--- TASK BRIEF ---
The answer must consist of every line in the data that contains "requires".

[Extracted data entries]
^^^^^^^^^^^^^^^^

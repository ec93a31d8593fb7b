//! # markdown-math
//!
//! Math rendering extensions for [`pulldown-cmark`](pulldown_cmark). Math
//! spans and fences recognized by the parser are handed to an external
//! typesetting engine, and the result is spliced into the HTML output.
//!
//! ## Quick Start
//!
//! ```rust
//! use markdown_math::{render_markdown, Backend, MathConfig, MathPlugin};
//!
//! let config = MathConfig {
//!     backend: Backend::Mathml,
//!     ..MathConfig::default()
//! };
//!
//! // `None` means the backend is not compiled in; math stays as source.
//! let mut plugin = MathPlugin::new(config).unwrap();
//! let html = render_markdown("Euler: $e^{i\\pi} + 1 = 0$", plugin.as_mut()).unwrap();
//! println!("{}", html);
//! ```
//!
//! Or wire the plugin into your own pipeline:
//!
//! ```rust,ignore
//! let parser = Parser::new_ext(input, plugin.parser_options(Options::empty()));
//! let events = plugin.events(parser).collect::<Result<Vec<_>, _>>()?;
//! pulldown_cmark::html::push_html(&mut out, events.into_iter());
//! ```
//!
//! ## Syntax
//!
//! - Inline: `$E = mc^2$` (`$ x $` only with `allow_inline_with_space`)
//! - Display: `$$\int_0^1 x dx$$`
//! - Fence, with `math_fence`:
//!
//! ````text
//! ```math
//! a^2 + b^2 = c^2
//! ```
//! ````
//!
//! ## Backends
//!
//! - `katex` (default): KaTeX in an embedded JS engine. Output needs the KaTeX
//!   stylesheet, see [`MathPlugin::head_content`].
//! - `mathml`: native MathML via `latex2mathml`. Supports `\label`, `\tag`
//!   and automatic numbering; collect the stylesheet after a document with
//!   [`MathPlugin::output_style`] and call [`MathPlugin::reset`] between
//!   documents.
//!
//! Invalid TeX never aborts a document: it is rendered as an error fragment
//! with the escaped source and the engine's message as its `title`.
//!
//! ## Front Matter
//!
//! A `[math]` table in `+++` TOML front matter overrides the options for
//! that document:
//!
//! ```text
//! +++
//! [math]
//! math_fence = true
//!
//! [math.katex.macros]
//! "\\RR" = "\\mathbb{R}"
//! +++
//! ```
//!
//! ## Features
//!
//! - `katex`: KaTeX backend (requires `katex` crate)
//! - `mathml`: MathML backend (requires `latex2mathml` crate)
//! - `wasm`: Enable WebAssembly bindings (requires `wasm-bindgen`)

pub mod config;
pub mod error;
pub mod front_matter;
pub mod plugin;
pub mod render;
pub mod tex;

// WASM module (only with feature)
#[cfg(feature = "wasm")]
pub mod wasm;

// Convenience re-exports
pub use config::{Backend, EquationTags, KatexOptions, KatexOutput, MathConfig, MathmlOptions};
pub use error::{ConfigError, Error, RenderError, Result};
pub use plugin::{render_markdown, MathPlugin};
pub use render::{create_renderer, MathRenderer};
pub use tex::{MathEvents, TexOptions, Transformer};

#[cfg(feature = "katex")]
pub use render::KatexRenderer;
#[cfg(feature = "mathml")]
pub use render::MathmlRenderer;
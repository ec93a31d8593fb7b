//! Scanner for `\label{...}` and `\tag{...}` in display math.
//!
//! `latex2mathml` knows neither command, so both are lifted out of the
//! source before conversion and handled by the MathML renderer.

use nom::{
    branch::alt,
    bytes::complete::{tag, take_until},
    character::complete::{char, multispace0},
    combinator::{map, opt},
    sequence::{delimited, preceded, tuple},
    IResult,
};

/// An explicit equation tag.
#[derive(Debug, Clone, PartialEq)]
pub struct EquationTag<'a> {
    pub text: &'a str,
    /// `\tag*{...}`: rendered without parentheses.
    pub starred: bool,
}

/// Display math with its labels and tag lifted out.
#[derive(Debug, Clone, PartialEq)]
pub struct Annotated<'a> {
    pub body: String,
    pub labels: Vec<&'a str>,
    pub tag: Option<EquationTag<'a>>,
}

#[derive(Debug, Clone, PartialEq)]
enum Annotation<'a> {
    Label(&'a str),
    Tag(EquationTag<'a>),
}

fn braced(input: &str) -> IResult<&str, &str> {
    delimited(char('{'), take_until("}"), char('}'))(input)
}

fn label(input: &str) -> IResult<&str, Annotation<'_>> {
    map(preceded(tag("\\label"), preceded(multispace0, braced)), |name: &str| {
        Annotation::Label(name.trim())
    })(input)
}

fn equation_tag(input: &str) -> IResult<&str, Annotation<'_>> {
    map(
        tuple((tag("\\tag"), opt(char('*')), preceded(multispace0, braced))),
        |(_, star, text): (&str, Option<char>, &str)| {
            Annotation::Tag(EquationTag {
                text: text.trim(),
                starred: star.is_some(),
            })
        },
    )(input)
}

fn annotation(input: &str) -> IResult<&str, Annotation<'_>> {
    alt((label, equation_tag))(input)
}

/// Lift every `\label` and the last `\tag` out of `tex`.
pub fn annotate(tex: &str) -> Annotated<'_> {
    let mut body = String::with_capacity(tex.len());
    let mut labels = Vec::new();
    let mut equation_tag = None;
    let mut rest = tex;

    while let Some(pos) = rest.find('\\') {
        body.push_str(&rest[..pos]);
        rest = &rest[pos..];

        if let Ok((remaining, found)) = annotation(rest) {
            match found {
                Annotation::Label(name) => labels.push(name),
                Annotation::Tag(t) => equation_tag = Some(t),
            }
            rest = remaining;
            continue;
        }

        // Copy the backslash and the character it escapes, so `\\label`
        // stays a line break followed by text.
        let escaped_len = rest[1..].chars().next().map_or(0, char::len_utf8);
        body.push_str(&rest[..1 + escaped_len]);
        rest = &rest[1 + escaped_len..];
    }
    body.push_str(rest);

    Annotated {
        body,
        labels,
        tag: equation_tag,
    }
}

^^^^^^^^^^^^^^^^

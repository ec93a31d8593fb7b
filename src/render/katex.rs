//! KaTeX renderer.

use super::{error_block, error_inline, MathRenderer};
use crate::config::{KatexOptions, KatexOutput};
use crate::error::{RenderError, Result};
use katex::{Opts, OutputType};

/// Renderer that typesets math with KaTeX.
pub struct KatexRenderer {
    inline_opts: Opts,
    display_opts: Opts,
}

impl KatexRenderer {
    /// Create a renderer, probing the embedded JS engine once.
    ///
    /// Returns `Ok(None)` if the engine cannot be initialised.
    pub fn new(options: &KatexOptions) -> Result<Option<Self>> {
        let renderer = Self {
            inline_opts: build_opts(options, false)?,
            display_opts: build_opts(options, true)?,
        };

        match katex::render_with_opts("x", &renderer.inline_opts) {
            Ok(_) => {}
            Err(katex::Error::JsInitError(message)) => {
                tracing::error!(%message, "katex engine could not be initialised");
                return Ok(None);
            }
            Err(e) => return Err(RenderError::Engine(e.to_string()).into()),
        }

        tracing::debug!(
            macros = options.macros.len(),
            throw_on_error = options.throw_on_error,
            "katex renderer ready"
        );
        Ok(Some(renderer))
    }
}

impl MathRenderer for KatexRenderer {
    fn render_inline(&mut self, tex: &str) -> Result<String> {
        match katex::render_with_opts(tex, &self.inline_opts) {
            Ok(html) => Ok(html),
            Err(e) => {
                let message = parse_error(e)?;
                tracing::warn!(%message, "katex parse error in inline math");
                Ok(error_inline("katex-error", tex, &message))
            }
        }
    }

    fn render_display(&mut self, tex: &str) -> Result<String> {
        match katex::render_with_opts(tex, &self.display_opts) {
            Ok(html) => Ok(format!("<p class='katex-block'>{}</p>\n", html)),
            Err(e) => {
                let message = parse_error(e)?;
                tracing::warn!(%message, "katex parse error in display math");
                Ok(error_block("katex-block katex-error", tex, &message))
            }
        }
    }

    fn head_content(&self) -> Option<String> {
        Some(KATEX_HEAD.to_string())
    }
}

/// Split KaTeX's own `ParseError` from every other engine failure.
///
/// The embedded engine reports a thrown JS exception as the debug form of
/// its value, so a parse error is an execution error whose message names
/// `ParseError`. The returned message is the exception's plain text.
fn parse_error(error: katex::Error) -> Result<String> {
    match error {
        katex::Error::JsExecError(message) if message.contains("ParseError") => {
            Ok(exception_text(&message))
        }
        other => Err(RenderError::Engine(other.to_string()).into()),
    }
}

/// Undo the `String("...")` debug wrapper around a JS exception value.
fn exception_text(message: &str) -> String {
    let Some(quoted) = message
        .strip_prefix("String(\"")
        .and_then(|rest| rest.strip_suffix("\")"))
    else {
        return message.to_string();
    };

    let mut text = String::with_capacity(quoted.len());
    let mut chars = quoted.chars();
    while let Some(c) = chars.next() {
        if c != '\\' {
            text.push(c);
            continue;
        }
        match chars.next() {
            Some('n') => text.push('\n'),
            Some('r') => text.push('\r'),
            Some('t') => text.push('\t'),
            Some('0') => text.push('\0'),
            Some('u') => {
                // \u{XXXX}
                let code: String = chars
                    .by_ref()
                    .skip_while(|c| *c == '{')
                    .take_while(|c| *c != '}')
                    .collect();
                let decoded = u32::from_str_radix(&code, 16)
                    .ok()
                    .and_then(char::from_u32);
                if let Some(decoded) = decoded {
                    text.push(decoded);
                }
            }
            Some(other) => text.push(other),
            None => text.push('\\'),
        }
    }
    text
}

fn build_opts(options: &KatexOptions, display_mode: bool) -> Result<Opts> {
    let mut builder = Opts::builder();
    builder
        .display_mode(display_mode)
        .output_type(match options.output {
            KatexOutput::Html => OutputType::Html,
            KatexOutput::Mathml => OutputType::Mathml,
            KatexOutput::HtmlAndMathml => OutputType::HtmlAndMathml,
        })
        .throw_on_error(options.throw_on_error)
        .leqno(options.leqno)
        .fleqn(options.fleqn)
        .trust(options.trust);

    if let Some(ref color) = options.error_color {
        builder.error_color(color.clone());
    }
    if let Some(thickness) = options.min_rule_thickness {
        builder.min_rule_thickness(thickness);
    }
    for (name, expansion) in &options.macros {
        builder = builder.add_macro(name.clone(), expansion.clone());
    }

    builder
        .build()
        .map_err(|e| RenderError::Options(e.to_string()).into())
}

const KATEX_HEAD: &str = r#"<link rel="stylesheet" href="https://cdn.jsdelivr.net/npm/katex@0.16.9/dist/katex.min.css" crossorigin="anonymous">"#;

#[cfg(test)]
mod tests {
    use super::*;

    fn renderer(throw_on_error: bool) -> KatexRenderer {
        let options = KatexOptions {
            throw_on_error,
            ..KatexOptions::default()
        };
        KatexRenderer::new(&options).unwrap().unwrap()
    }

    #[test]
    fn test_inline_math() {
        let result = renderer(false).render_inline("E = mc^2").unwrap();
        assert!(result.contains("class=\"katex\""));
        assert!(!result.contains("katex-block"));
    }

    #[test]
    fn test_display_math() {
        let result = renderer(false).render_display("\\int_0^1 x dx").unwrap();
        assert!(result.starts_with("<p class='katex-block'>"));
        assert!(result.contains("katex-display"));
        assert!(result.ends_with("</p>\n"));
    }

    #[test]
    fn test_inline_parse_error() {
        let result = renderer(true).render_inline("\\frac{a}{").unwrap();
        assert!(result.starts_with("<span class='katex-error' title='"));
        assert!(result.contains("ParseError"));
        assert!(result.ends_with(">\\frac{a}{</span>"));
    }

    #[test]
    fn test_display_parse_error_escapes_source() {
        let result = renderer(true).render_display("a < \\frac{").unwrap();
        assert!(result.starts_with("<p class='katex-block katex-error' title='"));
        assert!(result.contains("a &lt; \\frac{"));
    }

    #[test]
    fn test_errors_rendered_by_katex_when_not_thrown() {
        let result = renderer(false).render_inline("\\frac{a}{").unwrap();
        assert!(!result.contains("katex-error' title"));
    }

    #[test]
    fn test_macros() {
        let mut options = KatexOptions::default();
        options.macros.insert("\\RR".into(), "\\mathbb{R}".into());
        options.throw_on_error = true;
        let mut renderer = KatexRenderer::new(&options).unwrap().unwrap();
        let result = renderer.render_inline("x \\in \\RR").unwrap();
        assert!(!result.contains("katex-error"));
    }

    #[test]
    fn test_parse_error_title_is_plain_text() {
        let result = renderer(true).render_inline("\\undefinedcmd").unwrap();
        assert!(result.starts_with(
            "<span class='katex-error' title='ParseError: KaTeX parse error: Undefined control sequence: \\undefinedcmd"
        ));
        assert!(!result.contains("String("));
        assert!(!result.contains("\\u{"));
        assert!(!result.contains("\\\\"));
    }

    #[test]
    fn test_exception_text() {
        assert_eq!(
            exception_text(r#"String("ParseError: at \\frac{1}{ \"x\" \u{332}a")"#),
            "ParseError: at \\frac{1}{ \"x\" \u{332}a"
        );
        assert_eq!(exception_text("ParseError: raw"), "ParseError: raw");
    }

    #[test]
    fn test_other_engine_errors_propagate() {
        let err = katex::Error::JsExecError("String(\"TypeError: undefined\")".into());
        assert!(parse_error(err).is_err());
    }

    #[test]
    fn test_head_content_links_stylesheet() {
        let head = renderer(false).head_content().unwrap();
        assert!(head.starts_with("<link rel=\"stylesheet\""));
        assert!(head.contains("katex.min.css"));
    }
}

^^^^^^^^^^^^^^^^

--- EXPECTED ANSWER ---
//! - `katex`: KaTeX backend (requires `katex` crate)
//! - `mathml`: MathML backend (requires `latex2mathml` crate)
//! - `wasm`: Enable WebAssembly bindings (requires `wasm-bindgen`)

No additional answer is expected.